I call myself a cultural archivist. I'm a Ph.D. student at Iowa State University. I started my journey in 2020, the year of Covid-19 and BLM protest). I look back on my reasons for wanting to go back to school; those reasons don't stand today. I found it a priority to center my people within research that represents the character, resilience, and resistance that has shaped our Black culture beyond the white supremacy guise.


My research is on Black Midwives' ways of knowing and the reclamation of cultural knowledge. There hasn't been a lot of research on 'how' black women learn and enact their knowledge within health since the late 80s. I'm a growing scholar, so I could be wrong, AND I could celebrate the fact that Black women have not had to wait for someone to capture their stories for them to share them with their community. I was curious about this learning process because a practicing Black midwife trained me. How she knew her shit was like listening to an old 90s song. So much passion. She was clear about who she was, and the broken woman in me recognized something I was searching for - that same light to exude into the world. I stepped out into the world as a doula that same year I started school, and it transformed me.

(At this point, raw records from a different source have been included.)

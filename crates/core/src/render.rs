//! Column renderer - one cast per screen column, one column of pixels out
//!
//! For column `x` the ray angle sweeps the field of view left to right:
//! `angle - fov/2 + (x / width) * fov`. The hit distance gives the wall
//! slice: `ceiling = h/2 - h/distance`, `floor = h - ceiling`. Rows at or
//! above the ceiling are black, rows down to the floor are wall, the rest
//! is a grey floor gradient that darkens toward the horizon regardless of
//! ray distance.
//!
//! Wall color comes from a fixed symbol table and is dimmed by
//! `1 / (distance + 1.7)`.

use crate::caster::{cast, RayHit};
use crate::config::RenderConfig;
use crate::grid_map::GridMap;
use crate::pixel_buffer::PixelBuffer;
use crate::player::PlayerState;
use crate::types::{Rgb, Symbol, ALPHA_OPAQUE, BRICK_TILE, SLATE_TILE, WALL_TILE};

/// Ceiling fill.
pub const CEILING_COLOR: u32 = ALPHA_OPAQUE;

/// Distances below this are treated as touching the wall.
pub const MIN_WALL_DISTANCE: f32 = 1e-3;

/// Offset in the wall dimming denominator.
pub const WALL_SHADE_OFFSET: f32 = 1.7;

/// Floor brightness at the bottom row.
pub const FLOOR_MAX_BRIGHTNESS: f32 = 96.0;

const DEFAULT_WALL_COLORS: [(Symbol, Rgb); 3] = [
    (WALL_TILE, Rgb::grey(255)),
    (BRICK_TILE, Rgb::new(230, 110, 80)),
    (SLATE_TILE, Rgb::new(120, 150, 230)),
];

/// Symbol to base wall color table.
#[derive(Debug, Clone, PartialEq)]
pub struct WallPalette {
    colors: [Option<Rgb>; 256],
    fallback: Rgb,
}

impl WallPalette {
    /// Empty table; every symbol maps to `fallback`.
    pub fn new(fallback: Rgb) -> Self {
        Self {
            colors: [None; 256],
            fallback,
        }
    }

    pub fn with(mut self, symbol: Symbol, color: Rgb) -> Self {
        self.colors[symbol as usize] = Some(color);
        self
    }

    /// Base color for a hit tile. Unmapped symbols and misses use the fallback.
    #[inline(always)]
    pub fn base(&self, tile: Option<Symbol>) -> Rgb {
        tile.and_then(|s| self.colors[s as usize])
            .unwrap_or(self.fallback)
    }

    /// Distance-dimmed packed wall color.
    #[inline]
    pub fn shade(&self, tile: Option<Symbol>, distance: f32) -> u32 {
        let denom = distance.max(0.0) + WALL_SHADE_OFFSET;
        self.base(tile).scaled(1.0 / denom).pack()
    }
}

impl Default for WallPalette {
    fn default() -> Self {
        DEFAULT_WALL_COLORS
            .iter()
            .fold(Self::new(Rgb::grey(255)), |p, &(s, c)| p.with(s, c))
    }
}

/// Vertical extent of a wall in one column.
///
/// Rows `y <= ceiling` are ceiling, `ceiling < y <= floor` are wall, the rest floor.
#[derive(Debug, Clone, Copy, PartialEq, Eq)]
pub struct WallSlice {
    pub ceiling: i32,
    pub floor: i32,
}

impl WallSlice {
    /// Number of wall rows visible in a column of `height`.
    pub fn visible_rows(&self, height: usize) -> usize {
        let top = (self.ceiling + 1).max(0);
        let bottom = self.floor.min(height as i32 - 1);
        (bottom - top + 1).max(0) as usize
    }
}

/// Wall slice for a hit at `distance` in a column of `screen_height` rows.
#[inline]
pub fn wall_slice(distance: f32, screen_height: usize) -> WallSlice {
    let h = screen_height as f32;
    let ceiling = if distance.is_finite() && distance >= MIN_WALL_DISTANCE {
        (h / 2.0 - h / distance).max(-h) as i32
    } else {
        0
    };
    WallSlice {
        ceiling,
        floor: screen_height as i32 - ceiling,
    }
}

/// Ray angle of column `x` in a screen `width` columns wide.
#[inline]
pub fn ray_angle(x: usize, width: usize, player_angle: f32, fov: f32) -> f32 {
    (player_angle - fov / 2.0) + (x as f32 / width as f32) * fov
}

/// Floor gradient for row `y`: brighter toward the bottom edge.
#[inline]
pub fn floor_shade(y: usize, screen_height: usize) -> u32 {
    let half = screen_height as f32 / 2.0;
    let b = (y as f32 - half) / half;
    let v = (FLOOR_MAX_BRIGHTNESS * b).clamp(0.0, 255.0) as u8;
    Rgb::grey(v).pack()
}

/// Drives the caster per column and fills the pixel buffer.
///
/// Keeps the per-row floor gradient cached; it depends only on the buffer
/// height and is rebuilt when that changes.
#[derive(Debug, Clone)]
pub struct ColumnRenderer {
    palette: WallPalette,
    floor_rows: Vec<u32>,
}

impl ColumnRenderer {
    pub fn new(palette: WallPalette) -> Self {
        Self {
            palette,
            floor_rows: Vec::new(),
        }
    }

    pub fn palette(&self) -> &WallPalette {
        &self.palette
    }

    fn prepare(&mut self, height: usize) {
        if self.floor_rows.len() == height {
            return;
        }
        self.floor_rows.clear();
        self.floor_rows
            .extend((0..height).map(|y| floor_shade(y, height)));
    }

    /// Cast for column `x` and write exactly `buf.height()` pixels into it.
    pub fn render_column(
        &mut self,
        buf: &mut PixelBuffer,
        x: usize,
        player: &PlayerState,
        map: &GridMap,
        config: &RenderConfig,
    ) -> RayHit {
        let height = buf.height();
        self.prepare(height);

        let angle = ray_angle(x, buf.width(), player.angle, config.fov());
        let hit = cast(player.position(), angle, map, config.render_distance());

        let slice = wall_slice(hit.distance, height);
        let wall = self.palette.shade(hit.tile, hit.distance);
        let floor_rows = &self.floor_rows;
        buf.write_column(
            x,
            floor_rows.iter().enumerate().map(|(y, &floor)| {
                let yi = y as i32;
                if yi <= slice.ceiling {
                    CEILING_COLOR
                } else if yi <= slice.floor {
                    wall
                } else {
                    floor
                }
            }),
        );
        hit
    }

    /// Render every column `0..width` of `buf`.
    pub fn render_frame(
        &mut self,
        buf: &mut PixelBuffer,
        player: &PlayerState,
        map: &GridMap,
        config: &RenderConfig,
    ) {
        for x in 0..buf.width() {
            self.render_column(buf, x, player, map, config);
        }
    }
}

impl Default for ColumnRenderer {
    fn default() -> Self {
        Self::new(WallPalette::default())
    }
}
//! Terminal input module (engine-facing).
//!
//! This module is intentionally independent of any UI framework. It maps
//! `crossterm` events into the core key set and [`InputEvent`]s, and tracks
//! held keys in a way that works on terminals without key-release events.
//!
//! [`InputEvent`]: crate::types::InputEvent

pub mod handler;
pub mod map;
pub mod source;

pub use tui_raycaster_engine as engine;
pub use tui_raycaster_types as types;

pub use handler::KeyTracker;
pub use map::{is_interrupt, map_key, Binding};
pub use source::{InputConfig, TerminalInput};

What is a cultural archivist?


"Cultural heritage archivists are often asked to provide guidance and training for preserving, safeguarding, and providing access to ethnographic materials. This effort involves mastering myriad and often complex areas of study. This session focuses on case studies of archival training models, collaborations, and examples that have worked or have not—to encourage the development of coordinated training for the archival treatment of cultural heritage materials." (Doug Boyd, Library of Congress)


My hope is to help shape our narratives by collecting our stories, preserving them, and sharing them with communities that need them the most. I spend a lot of time with young people, and I see what happens to them when they don't know who they are, where they come from, and how much they are running from their past. I spend time in communities that seem fractured, unwelcoming to their own, fighting to be the only ones, and steering from the communal nature that keeps us all sustained. I tell people operating only in what serves you will not protect you within an ivory tower for too long. I want to heal us. I know that is my purpose. So I do it through my writing.


Garvey said, "A people without the knowledge of their history, origin, and culture is like a tree without roots." Only knowing diasporic Blackness from a deficit does not serve us. It does not move us forward, it doesn't protect us, and it does not allow us to exist in our authenticity. I want our roots to be what we celebrate, draw strength from, and find our place together.